YOUR GOAL ->
Lines from the records below that contain the word "ValidationError" are to be copied out.

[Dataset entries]
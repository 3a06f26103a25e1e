//! Error types for the Roster core
//!
//! Network and server failures collapse into [`ApiError`]; the stores turn
//! those into a single display string with [`ApiError::normalized`].
//! Client-side form failures are [`ValidationError`]s and never reach the
//! network layer.

use std::path::PathBuf;

use thiserror::Error;

pub use crate::domains::ui::form::ValidationError;

/// Any non-2xx response or transport failure talking to the remote API.
#[derive(Debug, Clone, PartialEq, Eq, Error)]
pub enum ApiError {
    /// The server answered with a non-success status. `message` is the
    /// body's `error` field when one was present.
    #[error("request failed with status {status}")]
    Status { status: u16, message: Option<String> },

    /// The request never produced a response (DNS, TLS, connection reset).
    #[error("transport error: {0}")]
    Transport(String),

    /// A 2xx response whose body could not be decoded.
    #[error("invalid response: {0}")]
    Decode(String),
}

impl ApiError {
    /// Single user-facing message for this failure: the server supplied
    /// `error` text when available, otherwise `fallback`.
    pub fn normalized(&self, fallback: &str) -> String {
        match self {
            ApiError::Status {
                message: Some(message),
                ..
            } if !message.trim().is_empty() => message.trim().to_string(),
            _ => fallback.to_string(),
        }
    }

    pub fn status(&self) -> Option<u16> {
        match self {
            ApiError::Status { status, .. } => Some(*status),
            _ => None,
        }
    }
}

impl From<reqwest::Error> for ApiError {
    fn from(err: reqwest::Error) -> Self {
        if err.is_decode() {
            ApiError::Decode(err.to_string())
        } else {
            ApiError::Transport(err.to_string())
        }
    }
}

/// Result type alias for remote API operations
pub type ApiResult<T> = Result<T, ApiError>;

/// Session token persistence errors. Logged by the session store, never
/// fatal.
#[derive(Debug, Error)]
pub enum StorageError {
    #[error("unable to determine a data directory for the session file")]
    NoDataDir,

    #[error("failed to read {path}")]
    Read {
        path: PathBuf,
        #[source]
        source: std::io::Error,
    },

    #[error("failed to write {path}")]
    Write {
        path: PathBuf,
        #[source]
        source: std::io::Error,
    },

    #[error("corrupted session file {path}")]
    Corrupted {
        path: PathBuf,
        #[source]
        source: serde_json::Error,
    },
}

/// Invalid client configuration.
#[derive(Debug, Error)]
pub enum ConfigError {
    #[error("invalid API base URL '{value}'")]
    InvalidUrl {
        value: String,
        #[source]
        source: url::ParseError,
    },

    #[error("API base URL must use http or https, got '{0}'")]
    UnsupportedScheme(String),

    #[error("API key must not be blank")]
    MissingApiKey,

    #[error(transparent)]
    Storage(#[from] StorageError),
}

#[cfg(test)]
mod tests {
    use super::*;

    #[test]
    fn normalized_prefers_server_message() {
        let err = ApiError::Status {
            status: 400,
            message: Some("user not found".into()),
        };
        assert_eq!(err.normalized("Login failed"), "user not found");
    }

    #[test]
    fn normalized_falls_back_for_blank_or_missing_messages() {
        let blank = ApiError::Status {
            status: 500,
            message: Some("   ".into()),
        };
        let missing = ApiError::Status {
            status: 404,
            message: None,
        };
        let transport = ApiError::Transport("connection refused".into());
        for err in [blank, missing, transport] {
            assert_eq!(err.normalized("Failed to fetch users"), "Failed to fetch users");
        }
    }
}
use std::time::Instant;

use tracing::{debug, warn};

use crate::app::App;
use crate::common::messages::{DomainUpdate, Effect};
use crate::domains::ui::messages::UiMessage;
use crate::domains::ui::view::{EditorMode, UserEditor};
use crate::domains::users::store::MutationKind;

/// Handle view-layer messages
pub fn update_ui(app: &mut App, message: UiMessage) -> DomainUpdate {
    debug!(message = message.name(), "ui update");

    match message {
        UiMessage::ToggleViewMode => {
            app.view.mode = app.view.mode.toggled();
            DomainUpdate::none()
        }
        UiMessage::SearchChanged(query) => {
            app.view.search = query;
            app.view.clamp_selection(app.users.users());
            DomainUpdate::none()
        }
        UiMessage::SelectNext => {
            app.view.move_selection(app.users.users(), 1);
            DomainUpdate::none()
        }
        UiMessage::SelectPrevious => {
            app.view.move_selection(app.users.users(), -1);
            DomainUpdate::none()
        }
        UiMessage::OpenCreate => {
            app.view.editor = Some(UserEditor::create());
            DomainUpdate::none()
        }
        UiMessage::OpenEdit(user_id) => {
            match app.users.user(user_id) {
                Some(user) => app.view.editor = Some(UserEditor::edit(user)),
                None => warn!(%user_id, "edit requested for a user not on this page"),
            }
            DomainUpdate::none()
        }
        UiMessage::EditorFieldChanged(field, value) => {
            if let Some(editor) = app.view.editor.as_mut()
                && let Some(slot) = editor.form.value_mut(field)
            {
                *slot = value;
                editor.errors.errors.remove(&field);
            }
            DomainUpdate::none()
        }
        UiMessage::EditorFocusNext => {
            if let Some(editor) = app.view.editor.as_mut() {
                editor.focus_next();
            }
            DomainUpdate::none()
        }
        UiMessage::EditorFocusPrevious => {
            if let Some(editor) = app.view.editor.as_mut() {
                editor.focus_previous();
            }
            DomainUpdate::none()
        }
        UiMessage::EditorSubmit => submit_editor(app),
        UiMessage::EditorCancel => {
            app.view.editor = None;
            DomainUpdate::none()
        }
        UiMessage::DeleteRequested(user_id) => {
            app.view.delete.request(user_id);
            DomainUpdate::none()
        }
        UiMessage::DeleteConfirmed => {
            // The dialog stays up until the delete resolves.
            if app.users.is_loading() || !app.view.delete.show {
                return DomainUpdate::none();
            }
            match app.view.delete.target_id {
                Some(user_id) => {
                    app.users.begin_mutation(MutationKind::Delete);
                    DomainUpdate::effect(Effect::DeleteUser(user_id))
                }
                None => {
                    app.view.delete.cancel();
                    DomainUpdate::none()
                }
            }
        }
        UiMessage::DeleteCancelled => {
            app.view.delete.cancel();
            DomainUpdate::none()
        }
        UiMessage::DismissToast(id) => {
            app.toasts.dismiss(id);
            DomainUpdate::none()
        }
        UiMessage::Tick => {
            app.toasts.prune(Instant::now());
            DomainUpdate::none()
        }
    }
}

fn submit_editor(app: &mut App) -> DomainUpdate {
    if app.users.is_loading() {
        return DomainUpdate::none();
    }
    let Some(editor) = app.view.editor.as_mut() else {
        return DomainUpdate::none();
    };

    let effect = match editor.mode {
        EditorMode::Create => editor
            .form
            .register_request(&mut rand::rng())
            .map(Effect::CreateUser),
        EditorMode::Edit(user_id) => editor
            .form
            .update_request()
            .map(|request| Effect::UpdateUser(user_id, request)),
    };

    match effect {
        Ok(effect) => {
            editor.errors = Default::default();
            let kind = match editor.mode {
                EditorMode::Create => MutationKind::Create,
                EditorMode::Edit(_) => MutationKind::Update,
            };
            app.users.begin_mutation(kind);
            DomainUpdate::effect(effect)
        }
        Err(errors) => {
            editor.errors = errors;
            DomainUpdate::none()
        }
    }
}
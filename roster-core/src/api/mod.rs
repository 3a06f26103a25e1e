pub mod routes;

pub use routes::v1;
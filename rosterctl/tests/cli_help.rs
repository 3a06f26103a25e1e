use std::path::Path;

use assert_cmd::cargo::cargo_bin_cmd;
use predicates::prelude::*;

const OFFLINE_API: &str = "http://127.0.0.1:9";

fn rosterctl(session_file: &Path) -> assert_cmd::Command {
    let mut cmd = cargo_bin_cmd!("rosterctl");
    cmd.env_remove("ROSTER_API_URL")
        .env_remove("ROSTER_API_KEY")
        .env_remove("ROSTER_SESSION_FILE")
        .arg("--api-url")
        .arg(OFFLINE_API)
        .arg("--session-file")
        .arg(session_file);
    cmd
}

fn write_session(path: &Path) {
    let stored = format!(
        r#"{{"token":"QpwL5tke4Pnpja7X4","server_url":"{OFFLINE_API}/","stored_at":"2024-01-01T00:00:00Z"}}"#
    );
    std::fs::write(path, stored).unwrap();
}

#[test]
fn help_lists_subcommands() {
    let mut cmd = cargo_bin_cmd!("rosterctl");
    let output = cmd.arg("--help").assert().success().get_output().stdout.clone();
    let text = String::from_utf8_lossy(&output);
    for sub in ["tui", "login", "logout", "status", "users"] {
        assert!(text.contains(sub), "help missing '{sub}'");
    }
    assert!(text.contains("--refresh"), "help missing --refresh");
}

#[test]
fn users_help_documents_actions() {
    let mut cmd = cargo_bin_cmd!("rosterctl");
    cmd.args(["users", "--help"])
        .assert()
        .success()
        .stdout(predicate::str::contains("list"))
        .stdout(predicate::str::contains("create"))
        .stdout(predicate::str::contains("update"))
        .stdout(predicate::str::contains("delete"));

    let mut create = cargo_bin_cmd!("rosterctl");
    create
        .args(["users", "create", "--help"])
        .assert()
        .success()
        .stdout(predicate::str::contains("--first-name"))
        .stdout(predicate::str::contains("--avatar"));
}

#[test]
fn status_without_session_reports_logged_out() {
    let dir = tempfile::tempdir().unwrap();
    let session = dir.path().join("session.json");
    rosterctl(&session)
        .arg("status")
        .assert()
        .success()
        .stdout(predicate::str::contains("Logged in:    no"))
        .stdout(predicate::str::contains("127.0.0.1:9"));
}

#[test]
fn status_reads_stored_session() {
    let dir = tempfile::tempdir().unwrap();
    let session = dir.path().join("session.json");
    write_session(&session);
    rosterctl(&session)
        .arg("status")
        .assert()
        .success()
        .stdout(predicate::str::contains("Logged in:    yes"));
}

#[test]
fn session_for_another_server_is_ignored() {
    let dir = tempfile::tempdir().unwrap();
    let session = dir.path().join("session.json");
    write_session(&session);
    let mut cmd = cargo_bin_cmd!("rosterctl");
    cmd.env_remove("ROSTER_API_URL")
        .arg("--api-url")
        .arg("http://127.0.0.1:10")
        .arg("--session-file")
        .arg(&session)
        .arg("status")
        .assert()
        .success()
        .stdout(predicate::str::contains("Logged in:    no"));
}

#[test]
fn users_list_requires_login() {
    let dir = tempfile::tempdir().unwrap();
    let session = dir.path().join("session.json");
    rosterctl(&session)
        .args(["users", "list"])
        .assert()
        .failure()
        .stderr(predicate::str::contains("not logged in"));
}

#[test]
fn delete_requires_confirmation() {
    let dir = tempfile::tempdir().unwrap();
    let session = dir.path().join("session.json");
    write_session(&session);
    rosterctl(&session)
        .args(["users", "delete", "3"])
        .assert()
        .failure()
        .stderr(predicate::str::contains("Delete User"))
        .stderr(predicate::str::contains("--yes"));
}

#[test]
fn create_rejects_invalid_fields_before_sending() {
    let dir = tempfile::tempdir().unwrap();
    let session = dir.path().join("session.json");
    write_session(&session);
    rosterctl(&session)
        .args([
            "users",
            "create",
            "--first-name",
            "Ada",
            "--last-name",
            "Lovelace",
            "--email",
            "not-an-email",
            "--avatar",
            "https://reqres.in/img/faces/1-image.jpg",
        ])
        .assert()
        .failure()
        .stderr(predicate::str::contains("invalid input"))
        .stderr(predicate::str::contains("Email"));
}

#[test]
fn scripted_console_starts_on_login_screen() {
    let dir = tempfile::tempdir().unwrap();
    let session = dir.path().join("session.json");
    let script = dir.path().join("script.txt");
    std::fs::write(&script, "# leave immediately\nesc\n").unwrap();

    rosterctl(&session)
        .env("ROSTERCTL_TUI_SCRIPT", &script)
        .env("ROSTER_LOG_FILE", dir.path().join("rosterctl.log"))
        .arg("tui")
        .assert()
        .success()
        .stdout(predicate::str::contains("Sign in"))
        .stdout(predicate::str::contains("eve.holt@reqres.in"));
}

#[test]
fn scripted_console_fails_when_script_runs_out() {
    let dir = tempfile::tempdir().unwrap();
    let session = dir.path().join("session.json");
    let script = dir.path().join("script.txt");
    std::fs::write(&script, "tab\n").unwrap();

    rosterctl(&session)
        .env("ROSTERCTL_TUI_SCRIPT", &script)
        .env("ROSTER_LOG_FILE", dir.path().join("rosterctl.log"))
        .assert()
        .failure()
        .stderr(predicate::str::contains("exhausted"));
}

ANSWER TO THE PROBLEM ->
//! Client-side form failures are [`ValidationError`]s and never reach the
pub use crate::domains::ui::form::ValidationError;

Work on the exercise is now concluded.